Na Avenida Paulista, entre a Alameda Casa Branca e a Rua Pamplona, é possível perceber que num trecho do quarteirão nenhuma construção foi erguida. Esse é um dos indícios de que sob este “corredor de horizonte” existe um curso d’água

BRANCA NUNES

Para encontrar os rios de São Paulo, é preciso olhar para o alto. São prédios, prédios, prédios. E de repente, no meio daquele concreto todo, aparece um pedaço do céu. E ali não é uma rua, não é uma avenida. É como se fosse um corredor no meio do quarteirão que vai do chão ao topo dos arranha-céus e segue até onde a vista alcança. Aparentemente, ali não há nada. Mas ali tem um rio. São Paulo esconde em seu subsolo mais de 300 rios, córregos e riachos que guardam lendas, histórias e curiosidades que ajudam a decifrar a alma da metrópole.
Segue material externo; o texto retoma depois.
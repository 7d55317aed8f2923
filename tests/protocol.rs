//! Meta channel protocol tests: handshake, subscribe/unsubscribe,
//! disconnect, validation, and routing.

mod helpers;

use std::collections::HashSet;

use cometd_mock::prelude::*;
use cometd_mock::message::{BAYEUX_VERSION, LONG_POLLING};
use helpers::{configure_tracing, handshake_id};

fn server() -> MockServer {
    configure_tracing();
    MockServer::start(ServerConfig::default())
}

#[tokio::test]
async fn every_handshake_returns_a_distinct_client_id() {
    let server = server();
    let mut seen = HashSet::new();
    for _ in 0..10 {
        assert!(seen.insert(handshake_id(&server).await));
    }
    assert_eq!(server.session_count().await.unwrap(), 10);
    server.shutdown().await;
}

#[tokio::test]
async fn handshake_response_carries_negotiation_fields() {
    let server = server();
    let reply = server
        .handshake(Message::handshake().with_id("7"))
        .await
        .unwrap();

    assert_eq!(reply.channel, "/meta/handshake");
    assert_eq!(reply.id.as_deref(), Some("7"));
    assert_eq!(reply.successful, Some(true));
    assert_eq!(reply.version.as_deref(), Some(BAYEUX_VERSION));
    assert_eq!(
        reply.supported_connection_types,
        Some(vec![LONG_POLLING.to_string()])
    );

    let advice = reply.advice.expect("handshake advice");
    assert_eq!(advice.reconnect, Reconnect::Retry);
    assert_eq!(advice.interval, Some(0));
    assert_eq!(advice.timeout, Some(45_000));
    server.shutdown().await;
}

#[tokio::test]
async fn handshake_ignores_incoming_client_id() {
    let server = server();
    let mut request = Message::handshake();
    request.client_id = Some("forged".into());

    let reply = server.handshake(request).await.unwrap();
    assert_eq!(reply.successful, Some(true));
    assert_ne!(reply.client_id.as_deref(), Some("forged"));
    server.shutdown().await;
}

#[tokio::test]
async fn subscribe_echoes_subscription_and_tracks_it() {
    let server = server();
    let client_id = handshake_id(&server).await;

    let reply = server
        .subscribe(Message::subscribe(&client_id, "/foo").with_id("2"))
        .await
        .unwrap();
    assert_eq!(reply.successful, Some(true));
    assert_eq!(reply.subscription.as_deref(), Some("/foo"));
    assert_eq!(reply.id.as_deref(), Some("2"));
    assert_eq!(reply.client_id.as_deref(), Some(client_id.as_str()));

    let snapshot = server.session(&client_id).await.unwrap();
    assert_eq!(snapshot.subscriptions, vec!["/foo".to_string()]);
    server.shutdown().await;
}

#[tokio::test]
async fn unsubscribe_is_idempotent() {
    let server = server();
    let client_id = handshake_id(&server).await;

    server
        .subscribe(Message::subscribe(&client_id, "/foo"))
        .await
        .unwrap();

    // Never subscribed: must not error.
    let reply = server
        .unsubscribe(Message::unsubscribe(&client_id, "/bar"))
        .await
        .unwrap();
    assert_eq!(reply.successful, Some(true));
    assert_eq!(reply.subscription.as_deref(), Some("/bar"));

    let reply = server
        .unsubscribe(Message::unsubscribe(&client_id, "/foo"))
        .await
        .unwrap();
    assert_eq!(reply.successful, Some(true));

    let snapshot = server.session(&client_id).await.unwrap();
    assert!(snapshot.subscriptions.is_empty());
    server.shutdown().await;
}

#[tokio::test]
async fn subscribe_with_unknown_client_advises_rehandshake() {
    let server = server();
    let reply = server
        .subscribe(Message::subscribe("bogus", "/foo"))
        .await
        .unwrap();

    assert_eq!(reply.successful, Some(false));
    let error = reply.error.expect("error descriptor");
    assert!(error.starts_with("401::"), "unexpected error: {error}");
    assert_eq!(
        reply.advice.expect("advice").reconnect,
        Reconnect::Handshake
    );
    server.shutdown().await;
}

#[tokio::test]
async fn disconnect_is_idempotent_in_effect() {
    let server = server();
    let client_id = handshake_id(&server).await;
    assert_eq!(server.session_count().await.unwrap(), 1);

    let reply = server
        .disconnect(Message::disconnect(&client_id))
        .await
        .unwrap();
    assert_eq!(reply.successful, Some(true));
    assert_eq!(server.session_count().await.unwrap(), 0);

    // Already gone: response differs, registry state does not.
    let reply = server
        .disconnect(Message::disconnect(&client_id))
        .await
        .unwrap();
    assert_eq!(reply.successful, Some(false));
    let error = reply.error.expect("error descriptor");
    assert!(error.starts_with("401::"), "unexpected error: {error}");
    assert_eq!(server.session_count().await.unwrap(), 0);
    server.shutdown().await;
}

#[tokio::test]
async fn validation_rejects_connect_without_client_id() {
    let server = server();

    // Channel-correct but missing clientId and connectionType.
    let reply = server
        .connect(Message::new("/meta/connect"))
        .await
        .unwrap();

    assert_eq!(reply.len(), 1);
    assert_eq!(reply[0].successful, Some(false));
    let error = reply[0].error.clone().expect("error descriptor");
    assert!(
        error.starts_with("400::") && error.contains("clientId"),
        "unexpected error: {error}"
    );
    // Never reached the registry.
    assert_eq!(server.session_count().await.unwrap(), 0);
    server.shutdown().await;
}

#[tokio::test]
async fn disabled_validation_lets_the_registry_reject_instead() {
    configure_tracing();
    let config = ServerConfig::builder().no_validation().build().unwrap();
    let server = MockServer::start(config);

    let reply = server
        .connect(Message::new("/meta/connect"))
        .await
        .unwrap();

    // Same message, different failure: the absent clientId reads as an
    // unknown one.
    assert_eq!(reply[0].successful, Some(false));
    let error = reply[0].error.clone().expect("error descriptor");
    assert!(error.starts_with("401::"), "unexpected error: {error}");
    assert_eq!(
        reply[0].advice.expect("advice").reconnect,
        Reconnect::Handshake
    );
    server.shutdown().await;
}

#[tokio::test]
async fn process_routes_by_channel() {
    let server = server();

    let replies = server.process(Message::handshake()).await.unwrap();
    assert_eq!(replies.len(), 1);
    let client_id = replies[0].client_id.clone().expect("clientId");

    let replies = server
        .process(Message::subscribe(&client_id, "/foo"))
        .await
        .unwrap();
    assert_eq!(replies[0].successful, Some(true));

    let replies = server
        .process(Message::disconnect(&client_id))
        .await
        .unwrap();
    assert_eq!(replies[0].successful, Some(true));
    server.shutdown().await;
}

#[tokio::test]
async fn unknown_channel_yields_protocol_error_not_crash() {
    let server = server();
    let replies = server
        .process(Message::new("/service/chat").with_id("9"))
        .await
        .unwrap();

    assert_eq!(replies.len(), 1);
    assert_eq!(replies[0].successful, Some(false));
    assert_eq!(replies[0].id.as_deref(), Some("9"));
    let error = replies[0].error.clone().expect("error descriptor");
    assert!(error.starts_with("404::"), "unexpected error: {error}");
    server.shutdown().await;
}

#[tokio::test]
async fn api_fails_cleanly_after_shutdown() {
    let server = server();
    let handle = server.handle();
    server.shutdown().await;

    assert_eq!(
        handle.handshake(Message::handshake()).await.unwrap_err(),
        Error::ServerShutdown
    );
}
O Saracura é um desses rios escondidos de São Paulo. Nasce atrás do Maksoud Plaza, que já foi um dos hotéis mais glamorosos da cidade, a duas quadras da Avenida Paulista. O espigão da Paulista – primeira via asfaltada da capital – é o berço de quase todos os rios da cidade. Os que nascem do lado dos Jardins desaguam no Rio Pinheiros. Os que brotam do lado da Bela Vista desembocam no Tietê. Deste lado está a Ribeirão Preto – que apesar de ter nome de rio e de uma cidade do interior do estado, é uma rua –, onde na altura do número 529 existe um desses corredores de horizonte.